• **ASSIGNED TASK**
Using the listing beneath this task, count the lines with the word "filename" and write only the result.

Content starts

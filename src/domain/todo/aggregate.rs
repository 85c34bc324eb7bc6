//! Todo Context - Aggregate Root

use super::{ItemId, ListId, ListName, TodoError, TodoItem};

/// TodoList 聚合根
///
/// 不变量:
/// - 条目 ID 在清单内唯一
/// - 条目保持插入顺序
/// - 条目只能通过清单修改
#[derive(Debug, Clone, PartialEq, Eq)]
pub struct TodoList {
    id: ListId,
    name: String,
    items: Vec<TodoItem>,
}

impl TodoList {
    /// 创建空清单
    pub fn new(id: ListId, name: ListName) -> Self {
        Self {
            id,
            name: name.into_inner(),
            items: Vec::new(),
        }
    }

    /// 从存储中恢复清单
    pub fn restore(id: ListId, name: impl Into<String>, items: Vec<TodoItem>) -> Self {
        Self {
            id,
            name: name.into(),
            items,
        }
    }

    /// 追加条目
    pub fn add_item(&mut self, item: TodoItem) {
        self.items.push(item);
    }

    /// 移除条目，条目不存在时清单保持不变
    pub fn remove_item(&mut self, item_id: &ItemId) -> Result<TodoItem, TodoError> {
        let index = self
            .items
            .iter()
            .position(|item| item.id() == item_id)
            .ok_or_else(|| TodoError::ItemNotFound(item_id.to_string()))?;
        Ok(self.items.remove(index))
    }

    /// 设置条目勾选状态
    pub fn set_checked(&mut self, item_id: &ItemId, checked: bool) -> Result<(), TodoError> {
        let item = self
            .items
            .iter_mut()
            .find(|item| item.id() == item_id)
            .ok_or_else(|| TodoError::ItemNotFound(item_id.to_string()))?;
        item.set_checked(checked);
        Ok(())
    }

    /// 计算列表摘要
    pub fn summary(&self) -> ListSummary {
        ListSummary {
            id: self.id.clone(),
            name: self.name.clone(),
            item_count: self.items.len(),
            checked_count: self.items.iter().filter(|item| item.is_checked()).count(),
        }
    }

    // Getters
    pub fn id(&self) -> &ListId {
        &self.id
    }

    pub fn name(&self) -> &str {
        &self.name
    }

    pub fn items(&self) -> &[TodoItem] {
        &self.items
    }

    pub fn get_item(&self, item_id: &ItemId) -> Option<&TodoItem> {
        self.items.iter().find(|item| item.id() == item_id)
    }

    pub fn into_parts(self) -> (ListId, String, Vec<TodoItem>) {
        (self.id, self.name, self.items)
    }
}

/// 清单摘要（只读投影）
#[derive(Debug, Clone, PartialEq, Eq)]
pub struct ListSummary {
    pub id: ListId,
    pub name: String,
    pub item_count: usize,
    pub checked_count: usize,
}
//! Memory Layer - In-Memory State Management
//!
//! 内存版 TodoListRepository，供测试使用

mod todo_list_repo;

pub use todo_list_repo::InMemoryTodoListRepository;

Content ends
Content starts

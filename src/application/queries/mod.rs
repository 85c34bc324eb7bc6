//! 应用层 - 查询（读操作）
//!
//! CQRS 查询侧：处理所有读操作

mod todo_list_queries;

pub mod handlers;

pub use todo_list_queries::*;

Content ends

• **RESPONSE**
2